Outro sinal preocupante pode ser a presença de gânglios inguinais (ínguas) na região das virilhas. Qualquer que seja o caso, a pessoa deve consultar um médico especialista para identificar a real causa do problema e receber o tratamento mais adequado.

Alta taxa de cura

Diagnosticado em estágio inicial, o tratamento do câncer de pênis apresenta elevada taxa de cura. A detecção dos casos de câncer pode ser feita por meio de exames clínicos, laboratoriais ou radiológicos. O tratamento depende da extensão local do tumor e do comprometimento dos gânglios inguinais, podendo ser feito por meio de cirurgia, radioterapia ou quimioterapia, conforme o caso. Segundo o Inca, o diagnóstico precoce é fundamental para evitar que a situação se agrave e seja necessário amputar parcial ou totalmente o pênis.

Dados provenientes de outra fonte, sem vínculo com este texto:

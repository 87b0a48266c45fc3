use std::error::Error;
use std::fmt;
use std::io;
use std::path::PathBuf;

#[derive(Debug, Clone, PartialEq, Eq)]
pub enum ModeError {
    Length(usize),
    Digit(char),
}

impl Error for ModeError {}
impl fmt::Display for ModeError {
    fn fmt(&self, f: &mut fmt::Formatter) -> fmt::Result {
        match self {
            ModeError::Length(n) => write!(f, "must be 3 octal digits, got {} characters", n),
            ModeError::Digit(c) => {
                write!(f, "must be 3 octal digits, '{}' is not an octal digit", c)
            }
        }
    }
}

/// Rejected invocation. Raised before any traversal starts.
#[derive(Debug)]
pub enum CliError {
    Getopts(getopts::Fail),
    Unexpected(String),
    MissingMode,
    Mode(ModeError),
    MissingPath,
    NoSuchPath(PathBuf),
}

impl Error for CliError {
    fn source(&self) -> Option<&(dyn Error + 'static)> {
        match self {
            CliError::Getopts(e) => Some(e),
            CliError::Mode(e) => Some(e),
            _ => None,
        }
    }
}

impl fmt::Display for CliError {
    fn fmt(&self, f: &mut fmt::Formatter) -> fmt::Result {
        match self {
            CliError::Getopts(e) => write!(f, "{}", e),
            CliError::Unexpected(arg) => write!(f, "unexpected argument \"{}\"", arg),
            CliError::MissingMode => write!(f, "--mode option required"),
            CliError::Mode(e) => write!(f, "invalid --mode: {}", e),
            CliError::MissingPath => write!(f, "--path option required"),
            CliError::NoSuchPath(p) => {
                write!(f, "file / directory \"{}\" does not exist", p.display())
            }
        }
    }
}

impl From<getopts::Fail> for CliError {
    fn from(e: getopts::Fail) -> CliError {
        CliError::Getopts(e)
    }
}

impl From<ModeError> for CliError {
    fn from(e: ModeError) -> CliError {
        CliError::Mode(e)
    }
}

/// Failure that ended enforcement of one root path.
#[derive(Debug)]
pub enum EnforceError {
    Walk {
        root: PathBuf,
        source: io::Error,
    },
    Apply {
        root: PathBuf,
        path: PathBuf,
        source: io::Error,
    },
}

impl EnforceError {
    pub fn root(&self) -> &PathBuf {
        match self {
            EnforceError::Walk { root, .. } => root,
            EnforceError::Apply { root, .. } => root,
        }
    }
}

impl Error for EnforceError {
    fn source(&self) -> Option<&(dyn Error + 'static)> {
        match self {
            EnforceError::Walk { source, .. } => Some(source),
            EnforceError::Apply { source, .. } => Some(source),
        }
    }
}

impl fmt::Display for EnforceError {
    fn fmt(&self, f: &mut fmt::Formatter) -> fmt::Result {
        match self {
            EnforceError::Walk { root, source } => write!(
                f,
                "error ensuring permissions for \"{}\": {}",
                root.display(),
                source
            ),
            EnforceError::Apply { root, path, source } => write!(
                f,
                "error ensuring permissions for \"{}\": error running chmod on \"{}\": {}",
                root.display(),
                path.display(),
                source
            ),
        }
    }
}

Embora seja mais frequente entre homens a partir dos 50 anos de idade, o câncer de pênis também pode atingir os mais jovens. Entre os fatores que aumentam o risco da pessoa vir a desenvolver a doença estão o fumo e as consequências de doenças sexualmente transmissíveis maltratadas – razão para os especialistas reforçarem a recomendação para que os homens usem preservativo ao terem relações sexuais.